So you have just graduated from university, incurred a $100,000 student loan, and had the best 4 years of your life (or at-least the bits you remember between the parties and beer pong). Now you have a piece of paper and you await the world to reward your wisdom. But first you deserve to take a 12 month Holiday before you settle down into a financially secure career. Or so goes much of the conventional wisdom.
The reality is that vocational career pathways can look like a Boulevard of Broken Dreams. For the majority who have not sown up a job prior to graduation, the end of college can feel like arriving at a cliff with a hungry Sharks at the bottom. The system has funneled you through its programs and now you are emptied out into the world. It is enough to make one consider going back for a Masters’ degree. Is the whole system an invention of some American Idiot?
Now, I am not at all dismissing education. I work in the education industry and I myself have degrees. However, in Australia, our education system is one of our highest export industries. It behooves us to analyse its outcomes to see if the return on investment is stacking up. We must ask ourselves if universities bring us closer to universal truth and preparation for life. Or are the outcomes they are delivering far from that?
The implicit contract that universities have with potential students vary.
1. Religious Colleges: Many of our readers may be familiar with religious colleges of the American persuasion. Their goals are often to prepare the Christian single for life by facilitating marriage opportunities. Along the way, they may impart some knowledge (but not vocational skills) about various industries. The pure Bible college varieties often impart training in certain theological systems, but the application of this knowledge is generally expected to be gain post-graduation. Now if at the end of 12 years of school, that is what you want to sign up for – then go for it.
2. Secular Universities: While the stated aim of tertiary institutions is to prepare students for life and fulfilling careers, in reality, universities are businesses. Their very nature of existence relies of their accreditation and thus credibility with potential employers. Recent surveys indicate that Australian’s who graduate with VET (TAFE) qualifications earn on average $4,000 more than those who graduate with bachelor degrees from higher education institutions.
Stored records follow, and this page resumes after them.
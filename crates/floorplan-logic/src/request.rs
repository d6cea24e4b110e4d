//! Generation requests and the input boundary that builds them.
//!
//! Form values arrive as loose strings (a text field, a slider, two
//! dropdowns). This module turns them into an immutable
//! [`GenerationRequest`], applying the documented defaults, so nothing
//! downstream ever sees a missing or non-numeric value.
//!
//! ```
//! use floorplan_logic::request::{PlanConfig, validate_plan_config};
//!
//! let mut config = PlanConfig::default();
//! config.project_name = "Moda Konutları".to_string();
//! config.apartment_type = "3+1".to_string();
//! config.total_area = 140;
//! assert!(validate_plan_config(&config).is_empty());
//! ```

use std::fmt;

use serde::{Deserialize, Serialize};

use crate::constants::defaults;
use crate::layout::Orientation;
use crate::template;

/// Everything one pipeline run needs. Built fresh on every trigger.
#[derive(Debug, Clone, PartialEq, Eq, Serialize, Deserialize)]
pub struct GenerationRequest {
    pub apartment_type: String,
    pub total_area: u32,
    pub street_facing: u32,
}

impl GenerationRequest {
    pub fn new(apartment_type: impl Into<String>, total_area: u32, street_facing: u32) -> Self {
        Self {
            apartment_type: apartment_type.into(),
            total_area,
            street_facing,
        }
    }

    pub fn orientation(&self) -> Orientation {
        Orientation::from_street_facing(self.street_facing)
    }
}

impl Default for GenerationRequest {
    fn default() -> Self {
        Self::new(
            defaults::APARTMENT_TYPE,
            defaults::TOTAL_AREA,
            defaults::STREET_FACING,
        )
    }
}

/// Parse a positive integer the way a lenient form field would: leading
/// digits count, anything else (or zero) is treated as missing.
pub fn parse_positive(raw: &str) -> Option<u32> {
    let trimmed = raw.trim();
    let end = trimmed
        .char_indices()
        .find(|(_, c)| !c.is_ascii_digit())
        .map(|(i, _)| i)
        .unwrap_or(trimmed.len());
    trimmed[..end].parse::<u32>().ok().filter(|v| *v > 0)
}

/// Raw form state, exactly as typed.
#[derive(Debug, Clone, Default, Serialize, Deserialize)]
pub struct RawInputs {
    pub apartment_type: String,
    pub total_area: String,
    pub street_facing: String,
}

impl RawInputs {
    /// Apply defaults (area → 75, facing → 1), cap the area at
    /// [`defaults::AREA_CAP`] and freeze into a request.
    pub fn into_request(self) -> GenerationRequest {
        let total_area = parse_positive(&self.total_area)
            .map(|a| a.min(defaults::AREA_CAP))
            .unwrap_or(defaults::TOTAL_AREA);
        let street_facing =
            parse_positive(&self.street_facing).unwrap_or(defaults::STREET_FACING);
        GenerationRequest {
            apartment_type: self.apartment_type.trim().to_string(),
            total_area,
            street_facing,
        }
    }
}

/// The paired area text field and slider. Writing either updates both.
#[derive(Debug, Clone, PartialEq, Eq)]
pub struct AreaInput {
    text: String,
    slider: u32,
}

impl Default for AreaInput {
    fn default() -> Self {
        Self::from_value(defaults::TOTAL_AREA)
    }
}

impl AreaInput {
    pub fn from_value(value: u32) -> Self {
        Self {
            text: value.to_string(),
            slider: clamp_slider(value),
        }
    }

    /// Text field edited. The slider follows whenever the text parses.
    pub fn set_text(&mut self, text: &str) {
        self.text = text.to_string();
        if let Some(v) = parse_positive(text) {
            self.slider = clamp_slider(v);
        }
    }

    /// Slider dragged. The text field mirrors the slider value.
    pub fn set_slider(&mut self, value: u32) {
        self.slider = clamp_slider(value);
        self.text = self.slider.to_string();
    }

    pub fn text(&self) -> &str {
        &self.text
    }

    pub fn slider(&self) -> u32 {
        self.slider
    }
}

fn clamp_slider(value: u32) -> u32 {
    value.clamp(defaults::AREA_MIN, defaults::AREA_MAX)
}

// ── Plan configuration ─────────────────────────────────────────────────

/// User-editable plan configuration, loadable from JSON.
#[derive(Debug, Clone, Serialize, Deserialize)]
#[serde(default)]
pub struct PlanConfig {
    pub project_name: String,
    pub apartment_type: String,
    pub total_area: u32,
    pub street_facing: u32,
}

impl Default for PlanConfig {
    fn default() -> Self {
        Self {
            project_name: String::new(),
            apartment_type: defaults::APARTMENT_TYPE.to_string(),
            total_area: defaults::TOTAL_AREA,
            street_facing: defaults::STREET_FACING,
        }
    }
}

impl PlanConfig {
    /// Freeze into a request. Zero values take the defaults.
    pub fn to_request(&self) -> GenerationRequest {
        RawInputs {
            apartment_type: self.apartment_type.clone(),
            total_area: self.total_area.to_string(),
            street_facing: self.street_facing.to_string(),
        }
        .into_request()
    }
}

/// Advisory configuration problems. Generation proceeds regardless.
#[derive(Debug, Clone, PartialEq, Eq)]
pub enum PlanConfigError {
    /// Area outside the slider range.
    AreaOutOfRange(u32),
    /// Street facing must be at least 1.
    InvalidFacing(u32),
    /// Label not in the template table; "2+1" will be used.
    UnknownApartmentType(String),
    /// Project name blank; exports use the default file name.
    EmptyProjectName,
}

impl fmt::Display for PlanConfigError {
    fn fmt(&self, f: &mut fmt::Formatter<'_>) -> fmt::Result {
        match self {
            PlanConfigError::AreaOutOfRange(a) => write!(
                f,
                "total area {} m² outside {}..={}",
                a,
                defaults::AREA_MIN,
                defaults::AREA_MAX
            ),
            PlanConfigError::InvalidFacing(n) => write!(f, "street facing count {} is invalid", n),
            PlanConfigError::UnknownApartmentType(t) => {
                write!(f, "unknown apartment type {:?}, using 2+1", t)
            }
            PlanConfigError::EmptyProjectName => write!(f, "project name is empty"),
        }
    }
}

impl std::error::Error for PlanConfigError {}

/// Validate a plan configuration, returning all problems found.
pub fn validate_plan_config(config: &PlanConfig) -> Vec<PlanConfigError> {
    let mut errors = Vec::new();

    if !(defaults::AREA_MIN..=defaults::AREA_MAX).contains(&config.total_area) {
        errors.push(PlanConfigError::AreaOutOfRange(config.total_area));
    }
    if config.street_facing == 0 {
        errors.push(PlanConfigError::InvalidFacing(config.street_facing));
    }
    if !template::is_known_type(&config.apartment_type) {
        errors.push(PlanConfigError::UnknownApartmentType(
            config.apartment_type.clone(),
        ));
    }
    if config.project_name.trim().is_empty() {
        errors.push(PlanConfigError::EmptyProjectName);
    }

    errors
}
In the USA, debate is raging about the lousy investment that a college education is – with many declaring that college loans are the next housing crisis. The Daily Beast reports that “more than half of all recent graduates are unemployed or in jobs that do not require a degree, and the amount of student-loan debt carried by households has more than quintupled since 1999.”
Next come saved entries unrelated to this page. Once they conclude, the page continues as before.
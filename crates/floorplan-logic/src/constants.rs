//! Floor plan constants: room categories, ratios, floors and canvas units.
//!
//! Plain constants with no rendering dependency. Both the SVG renderer and
//! the CLI harness read these.

use serde::{Deserialize, Serialize};

/// The four kinds of room a plan can contain.
#[derive(Debug, Clone, Copy, PartialEq, Eq, Hash, Serialize, Deserialize)]
#[serde(rename_all = "snake_case")]
pub enum RoomCategory {
    Salon,
    Kitchen,
    Bedroom,
    Bathroom,
}

impl RoomCategory {
    /// Base display label (unnumbered).
    pub fn label(self) -> &'static str {
        match self {
            RoomCategory::Salon => labels::SALON,
            RoomCategory::Kitchen => labels::KITCHEN,
            RoomCategory::Bedroom => labels::BEDROOM,
            RoomCategory::Bathroom => labels::BATHROOM,
        }
    }

    /// CSS class used on the room group and the room-list card.
    pub fn css_class(self) -> &'static str {
        match self {
            RoomCategory::Salon => "salon",
            RoomCategory::Kitchen => "kitchen",
            RoomCategory::Bedroom => "bedroom",
            RoomCategory::Bathroom => "bathroom",
        }
    }

    /// Fill color for the room rectangle.
    pub fn fill_color(self) -> &'static str {
        match self {
            RoomCategory::Salon => "#e3f2fd",
            RoomCategory::Kitchen => "#e8f5e8",
            RoomCategory::Bedroom => "#f3e5f5",
            RoomCategory::Bathroom => "#fff3e0",
        }
    }

    /// Bathrooms are wet areas and don't count toward livable area.
    pub fn is_livable(self) -> bool {
        !matches!(self, RoomCategory::Bathroom)
    }
}

pub mod labels {
    pub const SALON: &str = "Salon";
    pub const KITCHEN: &str = "Mutfak";
    pub const BEDROOM: &str = "Yatak Odası";
    pub const BATHROOM: &str = "Banyo";
}

/// Target share of the total area per room (bathroom is per instance).
pub mod ratios {
    pub const LIVING_ROOM: f64 = 0.35;
    pub const KITCHEN: f64 = 0.12;
    pub const BATHROOM: f64 = 0.07;
}

/// Minimum area per room instance, in square metres.
pub mod floors {
    pub const LIVING_ROOM: u32 = 12;
    pub const KITCHEN: u32 = 6;
    pub const BATHROOM: u32 = 3;
    pub const BEDROOM: u32 = 8;
}

/// Request defaults applied at the input boundary.
pub mod defaults {
    pub const TOTAL_AREA: u32 = 75;
    pub const STREET_FACING: u32 = 1;
    pub const APARTMENT_TYPE: &str = "2+1";
    /// Slider range for the total area control.
    pub const AREA_MIN: u32 = 30;
    pub const AREA_MAX: u32 = 500;
    /// Largest total accepted from free-text input; larger values are capped.
    pub const AREA_CAP: u32 = 10_000;
}

/// Canvas units. One metre is drawn as 15 units.
pub mod canvas {
    pub const PIXELS_PER_METER: f64 = 15.0;
    pub const BASE_SIZE: f64 = 400.0;
    pub const ASPECT: f64 = 0.75;
    pub const MAX_SCALE: f64 = 1.5;
    /// Rooms smaller than this in either direction omit the dimension text.
    pub const DIMENSION_MIN_WIDTH: f64 = 60.0;
    pub const DIMENSION_MIN_HEIGHT: f64 = 40.0;
}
In this century we have more facts and knowledge at our fingertips than ever, yet we as individuals and a society seem further away from peace, certainty and civility than ever before. 50 years ago we did not have the internet and formal education ended at year 8. From the age of 14, most boys and girls had become adult men and women. They worked full time, married and had families. While university education was rare, valid and life-long learning still did occur and they did not live in caves.
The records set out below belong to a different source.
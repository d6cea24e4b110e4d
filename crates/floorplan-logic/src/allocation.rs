//! Area allocation: splits a total floor area across room categories.
//!
//! Each category gets a fixed share of the total, rounded to whole square
//! metres and clamped to a per-category floor. The salon then absorbs the
//! rounding residue so the parts add back up to the requested total. When
//! the floors alone exceed the total the sum overshoots; that is accepted.

use serde::{Deserialize, Serialize};

use crate::constants::{floors, ratios, RoomCategory};
use crate::template::ApartmentTemplate;

/// Per-instance area for each room category, in square metres.
///
/// All bedrooms share `bedroom`; all bathrooms share `bathroom`.
#[derive(Debug, Clone, Copy, PartialEq, Eq, Serialize, Deserialize)]
pub struct AreaSet {
    pub living_room: u32,
    pub bedroom: u32,
    pub kitchen: u32,
    pub bathroom: u32,
}

impl AreaSet {
    /// Area of one room of `category`.
    pub fn area_of(&self, category: RoomCategory) -> u32 {
        match category {
            RoomCategory::Salon => self.living_room,
            RoomCategory::Kitchen => self.kitchen,
            RoomCategory::Bedroom => self.bedroom,
            RoomCategory::Bathroom => self.bathroom,
        }
    }

    /// Sum over every room instance the template contains, saturating at
    /// `u32::MAX`.
    pub fn total_for(&self, template: &ApartmentTemplate) -> u32 {
        u32::try_from(self.wide_total(template)).unwrap_or(u32::MAX)
    }

    fn wide_total(&self, template: &ApartmentTemplate) -> u64 {
        u64::from(self.living_room)
            + u64::from(self.kitchen)
            + u64::from(template.bathroom_count) * u64::from(self.bathroom)
            + u64::from(template.bedroom_count) * u64::from(self.bedroom)
    }
}

fn round_area(total: f64, ratio: f64) -> u32 {
    (total * ratio).round().max(0.0) as u32
}

/// Share of the total given to each bedroom: whatever the salon, kitchen and
/// bathrooms leave, split evenly.
fn bedroom_ratio(template: &ApartmentTemplate) -> f64 {
    if template.bedroom_count == 0 {
        return 0.0;
    }
    let remaining = 1.0
        - ratios::LIVING_ROOM
        - ratios::KITCHEN
        - ratios::BATHROOM * template.bathroom_count as f64;
    remaining.max(0.0) / template.bedroom_count as f64
}

/// Allocate `total_area` square metres across the rooms of `template`.
pub fn allocate(total_area: u32, template: &ApartmentTemplate) -> AreaSet {
    let total = total_area as f64;

    let living_room = round_area(total, ratios::LIVING_ROOM).max(floors::LIVING_ROOM);
    let kitchen = if template.has_kitchen {
        round_area(total, ratios::KITCHEN).max(floors::KITCHEN)
    } else {
        0
    };
    let bathroom = if template.bathroom_count > 0 {
        round_area(total, ratios::BATHROOM).max(floors::BATHROOM)
    } else {
        0
    };
    let bedroom = if template.bedroom_count > 0 {
        round_area(total, bedroom_ratio(template)).max(floors::BEDROOM)
    } else {
        0
    };

    let mut areas = AreaSet {
        living_room,
        bedroom,
        kitchen,
        bathroom,
    };

    // Reconcile: the salon takes the whole difference, but never drops
    // below its floor.
    let achieved = areas.wide_total(template) as i64;
    let difference = total_area as i64 - achieved;
    let reconciled = (areas.living_room as i64 + difference).max(floors::LIVING_ROOM as i64);
    areas.living_room = u32::try_from(reconciled).unwrap_or(u32::MAX);

    if difference != 0 {
        log::debug!(
            "allocate: total={} achieved={} salon adjusted by {} to {}",
            total_area,
            achieved,
            difference,
            areas.living_room
        );
    }

    areas
}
3,000 years ago, the wisest of all men was King Solomon. God used him to write the book of Proverbs in which he imparts truths and sayings that have stood the test of time. Solomon never said that a college education is this beginning of wisdom. Solomon did not enter into debt to become the richest man of all time. No, Solomon knew that the fear of the Lord is the beginning of wisdom and knowledge. Regardless of whether you go to college of not, know this:
- You are of equal value regardless of how much education you receive.
- Education can be good, but it can also blind us with pride and false knowledge
- Your success in life has more to do with your character than your degrees.
- Education can bankrupt you and/or the government, and that is not wise.
We would be wise to instruct our children to place more empahsis on God and aptitude and less on the HSC/VCE and college degrees.